If a line of the data below holds the string "filename", copy it.

- _Records from a collection_:
===============
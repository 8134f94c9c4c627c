use std::fmt;

use serde::Serialize;

/// Errors raised while parsing YouTube payloads
#[derive(Debug, thiserror::Error)]
pub enum Error {
    #[error("Parse error: {0}")]
    ParseError(&'static str),
    #[error("JSON error: {0}")]
    Json(#[from] serde_json::Error),
}

#[derive(Debug, Clone, Copy, PartialEq, Eq, Serialize)]
#[serde(rename_all = "snake_case")]
pub enum TranscriptErrorKind {
    InvalidInput,
    NoTranscriptAvailable,
    RequestBlocked,
    Unknown,
}

impl fmt::Display for TranscriptErrorKind {
    fn fmt(&self, f: &mut fmt::Formatter<'_>) -> fmt::Result {
        let label = match self {
            TranscriptErrorKind::InvalidInput => "invalid input",
            TranscriptErrorKind::NoTranscriptAvailable => "no transcript available",
            TranscriptErrorKind::RequestBlocked => "request blocked",
            TranscriptErrorKind::Unknown => "unknown error",
        };
        f.write_str(label)
    }
}

/// A transcript fetch failure, returned to the caller rather than raised
#[derive(Debug, Clone, PartialEq, Serialize, thiserror::Error)]
#[error("{kind}: {message}")]
pub struct TranscriptError {
    pub kind: TranscriptErrorKind,
    pub message: String,
}

impl TranscriptError {
    const BLOCKED_REMEDIATION: &str = "YouTube is blocking requests from this IP address. \
        This usually happens on cloud provider networks (AWS, GCP, Azure, ...). \
        Run the fetcher from a residential network or route it through a proxy, \
        and wait before trying again.";

    pub fn new(kind: TranscriptErrorKind, message: impl Into<String>) -> Self {
        Self {
            kind,
            message: message.into(),
        }
    }

    pub fn invalid_input(input: &str) -> Self {
        Self::new(
            TranscriptErrorKind::InvalidInput,
            format!("Invalid YouTube URL or video ID: {input:?}"),
        )
    }

    pub fn no_transcript(video_id: &str) -> Self {
        Self::new(
            TranscriptErrorKind::NoTranscriptAvailable,
            format!("No transcripts available for video {video_id}"),
        )
    }

    /// Blocked requests always carry the remediation text
    pub fn request_blocked(detail: impl fmt::Display) -> Self {
        Self::new(
            TranscriptErrorKind::RequestBlocked,
            format!("{detail}. {}", Self::BLOCKED_REMEDIATION),
        )
    }

    pub fn unknown(message: impl Into<String>) -> Self {
        Self::new(TranscriptErrorKind::Unknown, message)
    }
}

impl From<reqwest::Error> for TranscriptError {
    fn from(e: reqwest::Error) -> Self {
        TranscriptError::unknown(format!("HTTP error: {e}"))
    }
}

impl From<Error> for TranscriptError {
    fn from(e: Error) -> Self {
        TranscriptError::unknown(e.to_string())
    }
}

#[derive(Debug, Clone, Copy, PartialEq, Eq, Serialize)]
#[serde(rename_all = "snake_case")]
pub enum SummaryErrorKind {
    AuthError,
    NetworkError,
    MalformedResponse,
    Unknown,
}

impl fmt::Display for SummaryErrorKind {
    fn fmt(&self, f: &mut fmt::Formatter<'_>) -> fmt::Result {
        let label = match self {
            SummaryErrorKind::AuthError => "authentication error",
            SummaryErrorKind::NetworkError => "network error",
            SummaryErrorKind::MalformedResponse => "malformed response",
            SummaryErrorKind::Unknown => "unknown error",
        };
        f.write_str(label)
    }
}

/// A summarization failure with a human readable message
#[derive(Debug, Clone, PartialEq, Serialize, thiserror::Error)]
#[error("{kind}: {message}")]
pub struct SummaryError {
    pub kind: SummaryErrorKind,
    pub message: String,
}

impl SummaryError {
    pub fn new(kind: SummaryErrorKind, message: impl Into<String>) -> Self {
        Self {
            kind,
            message: message.into(),
        }
    }

    pub fn auth(message: impl Into<String>) -> Self {
        Self::new(SummaryErrorKind::AuthError, message)
    }

    pub fn malformed(message: impl Into<String>) -> Self {
        Self::new(SummaryErrorKind::MalformedResponse, message)
    }

    pub fn unknown(message: impl Into<String>) -> Self {
        Self::new(SummaryErrorKind::Unknown, message)
    }
}

impl From<reqwest::Error> for SummaryError {
    fn from(e: reqwest::Error) -> Self {
        if e.is_timeout() {
            SummaryError::new(SummaryErrorKind::NetworkError, format!("Request timed out: {e}"))
        } else if e.is_decode() {
            SummaryError::malformed(format!("Failed to decode response: {e}"))
        } else {
            SummaryError::new(SummaryErrorKind::NetworkError, format!("HTTP error: {e}"))
        }
    }
}

#[cfg(test)]
mod tests {
    use super::*;

    #[test]
    fn blocked_error_carries_remediation() {
        let err = TranscriptError::request_blocked("YouTube returned a reCAPTCHA page");
        assert_eq!(err.kind, TranscriptErrorKind::RequestBlocked);
        assert!(err.message.starts_with("YouTube returned a reCAPTCHA page."));
        assert!(err.message.contains("proxy"));
    }

    #[test]
    fn kinds_serialize_as_snake_case() {
        let err = SummaryError::auth("missing key");
        let json = serde_json::to_value(&err).unwrap();
        assert_eq!(json["kind"], "auth_error");
        assert_eq!(json["message"], "missing key");
    }
}
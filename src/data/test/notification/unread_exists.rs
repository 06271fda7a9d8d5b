use super::*;

/// Tests the dedup check for repeated notification triggers.
///
/// An unread notification of the same kind and reference suppresses a new
/// one; a read one does not.
///
/// Expected: Ok(true) while unread, Ok(false) after being read
#[tokio::test]
async fn detects_unread_duplicate() -> Result<(), DbErr> {
    let test = TestBuilder::new()
        .with_table(entity::prelude::User)
        .with_table(entity::prelude::Notification)
        .build()
        .await
        .unwrap();
    let db = test.db.as_ref().unwrap();

    let user = factory::create_user(db).await?;
    let game_id = Uuid::new_v4();

    let repo = NotificationRepository::new(db);
    let notification = repo
        .create(
            user.id,
            TYPE_UNREAD_MESSAGES,
            "New messages".to_string(),
            Some(game_id),
        )
        .await?;

    assert!(repo.unread_exists(user.id, TYPE_UNREAD_MESSAGES, game_id).await?);

    repo.mark_read(notification.id).await?;

    assert!(!repo.unread_exists(user.id, TYPE_UNREAD_MESSAGES, game_id).await?);

    Ok(())
}

/// Tests that the dedup check is scoped by kind and reference.
///
/// Expected: Ok(false) for a different kind or reference
#[tokio::test]
async fn scopes_by_kind_and_reference() -> Result<(), DbErr> {
    let test = TestBuilder::new()
        .with_table(entity::prelude::User)
        .with_table(entity::prelude::Notification)
        .build()
        .await
        .unwrap();
    let db = test.db.as_ref().unwrap();

    let user = factory::create_user(db).await?;
    let game_id = Uuid::new_v4();

    let repo = NotificationRepository::new(db);
    repo.create(
        user.id,
        TYPE_UNREAD_MESSAGES,
        "New messages".to_string(),
        Some(game_id),
    )
    .await?;

    assert!(!repo
        .unread_exists(user.id, TYPE_SESSION_CREATED, game_id)
        .await?);
    assert!(!repo
        .unread_exists(user.id, TYPE_UNREAD_MESSAGES, Uuid::new_v4())
        .await?);

    Ok(())
}
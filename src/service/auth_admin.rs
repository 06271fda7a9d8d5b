//! Auth-provider admin client.
//!
//! Account deletion on the provider side is best effort: a local profile
//! removal must not fail because the provider is unreachable, so errors are
//! logged and swallowed.

use reqwest::Client;
use uuid::Uuid;

use crate::config::Config;

pub struct AuthAdminService<'a> {
    http: &'a Client,
    config: &'a Config,
}

impl<'a> AuthAdminService<'a> {
    pub fn new(http: &'a Client, config: &'a Config) -> Self {
        Self { http, config }
    }

    /// Deletes the auth-provider account for a user, best effort.
    pub async fn delete_user(&self, user_id: Uuid) {
        let url = format!(
            "{}/auth/v1/admin/users/{}",
            self.config.supabase_url, user_id
        );

        let result = self
            .http
            .delete(&url)
            .bearer_auth(&self.config.supabase_service_role_key)
            .header("apikey", &self.config.supabase_service_role_key)
            .send()
            .await;

        match result {
            Ok(response) if !response.status().is_success() => {
                tracing::warn!(
                    "Auth provider rejected account deletion for {}: status {}",
                    user_id,
                    response.status()
                );
            }
            Err(err) => {
                tracing::warn!("Failed to delete auth account for {}: {}", user_id, err);
            }
            Ok(_) => {}
        }
    }
}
===============
- _EXPECTED ANSWER_:
filename src/data/test/notification/unread_exists.rs
filename src/service/auth_admin.rs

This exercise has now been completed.